Sul GRA il giorno appartiene al mondo del trasporto, la notte appartiene ad un altro mondo che solo al crepuscolo e al tramonto si inizia a percepire nella sua complessità. La luce del giorno è sovraccarica di informazioni, restituendo una realtà dura e realistica. La luce della sera sfuma i contorni e lascia emergere l’essenza dei personaggi.

Questione di sguardi
L’atto di filmare per me è molto doloroso, come lo stesso gesto di tirare fuori la cinepresa. Prima di farlo è necessario per me aver colmato il processo di avvicinamento, che può durare anche mesi, con i personaggi e le loro storie. Questo investimento sul tempo mi fa capire qual è la giusta distanza tra il soggetto e la cinepresa, in quale angolo posizionarla, come comporre l’inquadratura. Quando finalmente capisco che è il momento di girare, tutti i dubbi si sciolgono. In quel preciso istante ci siamo solo io e il personaggio, e la stessa macchina da presa sembra sparire tra le mie mani.
Girare non è semplicemente dar vita a un’azione, ma è una compressione di elementi avvenuti nel corso del tempo. La domanda da porsi non riguarda la ricerca di uno stile a priori, ma il tempo che si spende con i personaggi fino a quando non si trova la giusta distanza e prospettiva nella storia. Deve emergere qualcosa di più complesso della semplice osservazione o della messa in scena.

Il gruppo di lavoro
Per tutti questi motivi mi è stato sempre congeniale essere da solo davanti ai miei personaggi, senza una equipe tecnica. Anche per Sacro GRA ho cercato di mantenere questa impostazione. Per la prima volta, però, sono stato affiancato da una piccola squadra di preziosi collaboratori senza la quale sarebbe stato difficile arrivare alla conclusione del progetto.
A differenza degli altri miei film, nati da un personale incontro con luoghi e personaggi, “Sacro Gra” mi è stato proposto grazie all’intuizione di Lizi Gelber; è stata lei a pensare che potessi rimanere coinvolto in questa nuova avventura, parlandone con il produttore Marco Visalberghi che ha creduto nel progetto e nelle sue potenzialità.
Grazie alle conoscenze, alla guida, all’entusiasmo costante di Nicolò Bassetti (dalla cui idea originaria nasce il film), con il passare del tempo sono riuscito a trasformare questa striscia d’asfalto in un luogo di narrazioni.
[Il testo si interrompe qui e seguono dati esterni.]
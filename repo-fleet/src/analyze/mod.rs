//! Cross-repository workflow failure analysis.
//!
//! Tallies recent failed runs per workflow category across every repository
//! of an organization.

mod category;

pub use category::{select_categories, WorkflowCategory, DEFAULT_CATEGORIES};

use crate::forge::{list_organization, Forge, ListingError};
use crate::schedule::Scheduler;
use serde::Serialize;
use tracing::{debug, info, info_span, warn, Instrument};

/// Bounds applied to forge queries.
#[derive(Debug, Clone, Copy, PartialEq, Eq)]
pub struct QueryLimits {
    /// Most recent failed runs inspected per repository.
    pub run_window: u8,

    /// Repositories requested from the organization listing.
    pub page_size: u8,
}

/// A repository with at least one failed run in a category.
#[derive(Debug, Clone, PartialEq, Eq, Serialize)]
pub struct RepositoryFailures {
    pub repository: String,
    pub count: u64,
}

/// Failures of one workflow category.
#[derive(Debug, Clone, PartialEq, Eq)]
pub struct CategoryFailures {
    pub category: WorkflowCategory,

    /// Repositories with a non-zero count, in listing order.
    pub failures: Vec<RepositoryFailures>,

    /// Repositories whose query failed and were counted as zero.
    pub indeterminate: Vec<String>,
}

impl CategoryFailures {
    fn new(category: WorkflowCategory) -> Self {
        Self {
            category,
            failures: Vec::new(),
            indeterminate: Vec::new(),
        }
    }

    /// Sum of all counted failures.
    #[must_use]
    pub fn total(&self) -> u64 {
        self.failures.iter().map(|f| f.count).sum()
    }
}

/// Result of one analysis run.
#[derive(Debug, Clone, PartialEq, Eq)]
pub struct FailureAnalysis {
    pub org: String,

    /// Number of repositories listed.
    pub repositories: usize,

    /// Selected categories, in configured order.
    pub categories: Vec<CategoryFailures>,

    /// Queries never started because the run was cancelled.
    pub abandoned: usize,
}

impl FailureAnalysis {
    /// Number of (category, repository) queries that failed.
    #[must_use]
    pub fn indeterminate(&self) -> usize {
        self.categories.iter().map(|c| c.indeterminate.len()).sum()
    }
}

/// Counts recent failed runs of each selected category in every repository of `org`.
///
/// Categories are narrowed by `filter` first. When none remain the
/// organization is not queried at all. A failed per-repository query counts
/// as zero and is recorded as indeterminate.
///
/// # Errors
///
/// Returns [`ListingError`] if the organization's repositories cannot be listed.
pub async fn analyze_failures(
    forge: &dyn Forge,
    scheduler: &Scheduler,
    org: &str,
    categories: &[String],
    filter: Option<&str>,
    limits: QueryLimits,
) -> Result<FailureAnalysis, ListingError> {
    let selected = select_categories(categories, filter);
    if selected.is_empty() {
        info!(filter = ?filter, "No workflow category matches the filter");
        return Ok(FailureAnalysis {
            org: org.to_string(),
            repositories: 0,
            categories: Vec::new(),
            abandoned: 0,
        });
    }

    let repositories = list_organization(forge, org, limits.page_size).await?;

    // Category-major, so each category's results stay in listing order.
    let pairs: Vec<(usize, String)> = (0..selected.len())
        .flat_map(|index| repositories.iter().map(move |repo| (index, repo.clone())))
        .collect();

    let selected_ref = &selected;
    let batch = scheduler
        .run(pairs, move |(index, repo): (usize, String)| async move {
            let workflow = selected_ref[index].name();
            let span = info_span!("analyze", repo = %repo, workflow);
            let result = forge
                .count_failed_runs(org, &repo, workflow, limits.run_window)
                .instrument(span)
                .await;
            (index, repo, result)
        })
        .await;

    let mut tallies: Vec<CategoryFailures> =
        selected.into_iter().map(CategoryFailures::new).collect();

    for (index, repo, result) in batch.completed {
        let tally = &mut tallies[index];
        match result {
            Ok(0) => {}
            Ok(count) => tally.failures.push(RepositoryFailures {
                repository: repo,
                count,
            }),
            Err(e) => {
                warn!(
                    repo = %repo,
                    workflow = tally.category.name(),
                    error = %e,
                    "Failed to query run history, counting as zero"
                );
                tally.indeterminate.push(repo);
            }
        }
    }

    for tally in &tallies {
        debug!(
            workflow = tally.category.name(),
            repositories = tally.failures.len(),
            total = tally.total(),
            "Category tallied"
        );
    }

    Ok(FailureAnalysis {
        org: org.to_string(),
        repositories: repositories.len(),
        categories: tallies,
        abandoned: batch.abandoned,
    })
}

#[cfg(test)]
mod tests {
    use super::*;
    use crate::fakes::MemoryForge;
    use crate::forge::ForgeError;
    use crate::schedule::{CancelFlag, Schedule};
    use std::num::NonZeroUsize;

    const LIMITS: QueryLimits = QueryLimits {
        run_window: 10,
        page_size: 100,
    };

    fn sequential() -> Scheduler {
        Scheduler::new(Schedule::Sequential, CancelFlag::new())
    }

    fn categories(names: &[&str]) -> Vec<String> {
        names.iter().map(|n| n.to_string()).collect()
    }

    fn counts(tally: &CategoryFailures) -> Vec<(&str, u64)> {
        tally
            .failures
            .iter()
            .map(|f| (f.repository.as_str(), f.count))
            .collect()
    }

    #[tokio::test]
    async fn lists_only_repositories_with_failures() {
        let forge = MemoryForge::new()
            .with_repositories(&["x", "y"])
            .with_failed_runs("x", "CodeQL", 3);

        let analysis = analyze_failures(
            &forge,
            &sequential(),
            "acme",
            &categories(&["CodeQL"]),
            None,
            LIMITS,
        )
        .await
        .unwrap();

        assert_eq!(analysis.repositories, 2);
        assert_eq!(analysis.categories.len(), 1);
        assert_eq!(analysis.categories[0].category.header(), "CODEQL FAILURES");
        assert_eq!(counts(&analysis.categories[0]), [("x", 3)]);
    }

    #[tokio::test]
    async fn filter_narrows_categories() {
        let forge = MemoryForge::new()
            .with_repositories(&["x"])
            .with_failed_runs("x", "CodeQL Security Analysis", 1)
            .with_failed_runs("x", "Tests", 4);
        let defaults = categories(&DEFAULT_CATEGORIES);

        let analysis =
            analyze_failures(&forge, &sequential(), "acme", &defaults, Some("codeql"), LIMITS)
                .await
                .unwrap();

        assert_eq!(analysis.categories.len(), 1);
        assert_eq!(
            analysis.categories[0].category.name(),
            "CodeQL Security Analysis"
        );
        assert!(forge.calls().iter().all(|call| !call.ends_with("Tests")));
    }

    #[tokio::test]
    async fn unmatched_filter_skips_the_listing() {
        let forge = MemoryForge::new().failing_listing();

        let analysis = analyze_failures(
            &forge,
            &sequential(),
            "acme",
            &categories(&["Tests"]),
            Some("deploy"),
            LIMITS,
        )
        .await
        .unwrap();

        assert!(analysis.categories.is_empty());
        assert!(forge.calls().is_empty());
    }

    #[tokio::test]
    async fn listing_failure_is_fatal() {
        let forge = MemoryForge::new().failing_listing();

        let result = analyze_failures(
            &forge,
            &sequential(),
            "acme",
            &categories(&["Tests"]),
            None,
            LIMITS,
        )
        .await;

        let error = result.unwrap_err();
        assert_eq!(error.org, "acme");
        assert!(matches!(error.source, ForgeError::TimedOut { .. }));
    }

    #[tokio::test]
    async fn failed_query_counts_as_zero() {
        let forge = MemoryForge::new()
            .with_repositories(&["a", "b", "c"])
            .with_failed_runs("a", "Tests", 2)
            .with_failed_runs("c", "Tests", 1)
            .failing_run_query("b", "Tests");

        let analysis = analyze_failures(
            &forge,
            &sequential(),
            "acme",
            &categories(&["Tests"]),
            None,
            LIMITS,
        )
        .await
        .unwrap();

        let tally = &analysis.categories[0];
        assert_eq!(counts(tally), [("a", 2), ("c", 1)]);
        assert_eq!(tally.indeterminate, ["b"]);
        assert_eq!(analysis.indeterminate(), 1);
    }

    #[tokio::test]
    async fn counts_are_capped_by_the_run_window() {
        let forge = MemoryForge::new()
            .with_repositories(&["a"])
            .with_failed_runs("a", "Tests", 50);
        let limits = QueryLimits {
            run_window: 10,
            page_size: 100,
        };

        let analysis = analyze_failures(
            &forge,
            &sequential(),
            "acme",
            &categories(&["Tests"]),
            None,
            limits,
        )
        .await
        .unwrap();

        assert_eq!(counts(&analysis.categories[0]), [("a", 10)]);
    }

    #[tokio::test]
    async fn pool_keeps_listing_order() {
        let forge = MemoryForge::new()
            .with_repositories(&["r1", "r2", "r3", "r4"])
            .with_failed_runs("r1", "Lint", 1)
            .with_failed_runs("r3", "Lint", 3)
            .with_failed_runs("r4", "Lint", 4)
            .with_failed_runs("r2", "Docs", 2);
        let pool = Scheduler::new(
            Schedule::Pool {
                workers: NonZeroUsize::new(4).unwrap(),
            },
            CancelFlag::new(),
        );

        let analysis = analyze_failures(
            &forge,
            &pool,
            "acme",
            &categories(&["Lint", "Docs"]),
            None,
            LIMITS,
        )
        .await
        .unwrap();

        assert_eq!(counts(&analysis.categories[0]), [("r1", 1), ("r3", 3), ("r4", 4)]);
        assert_eq!(counts(&analysis.categories[1]), [("r2", 2)]);
    }
}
Con Roberto Rinalduzzi, aiuto alla regia, spesso alla guida del minivan, ho parlato a lungo, un compagno di viaggio ideale, un confidente cui consegnare dubbi, perplessità e paure. Poi in maniera naturale capiva quando era il momento di allontanarsi per lasciarmi solo con i personaggi, garantendo quell’unica possibile intimità al momento delle riprese.
Jacopo Quadri, con il quale ho montato tutti i miei film, ha lavorato affinché la musicalità e il ritmo del montaggio fossero la chiave di riuscita, visto che il film è privo di trama. Ho chiesto poi a Dario Zonta, grazie alle sue passate esperienze con Pietro Marcello e Alina Marazzi e al suo bagaglio di conoscenze critiche nell’ambito del cinema del reale, di inserirsi nella complessa dinamica produttiva di questo film al fine di poter cogliere e sintetizzare i tanti problemi tecnici e creativi sorti durante la lavorazione.

Mai come in questo film mi sono aperto al consiglio e all’aiuto di un gruppo di amici, tra cui Serge Lalou, Sara Fgaier, Fabrizio Federico, Luca Bigazzi, Pietro Marcello, Marie-Piere Duhamel che voglio sentitamente ringraziare per il loro prezioso supporto.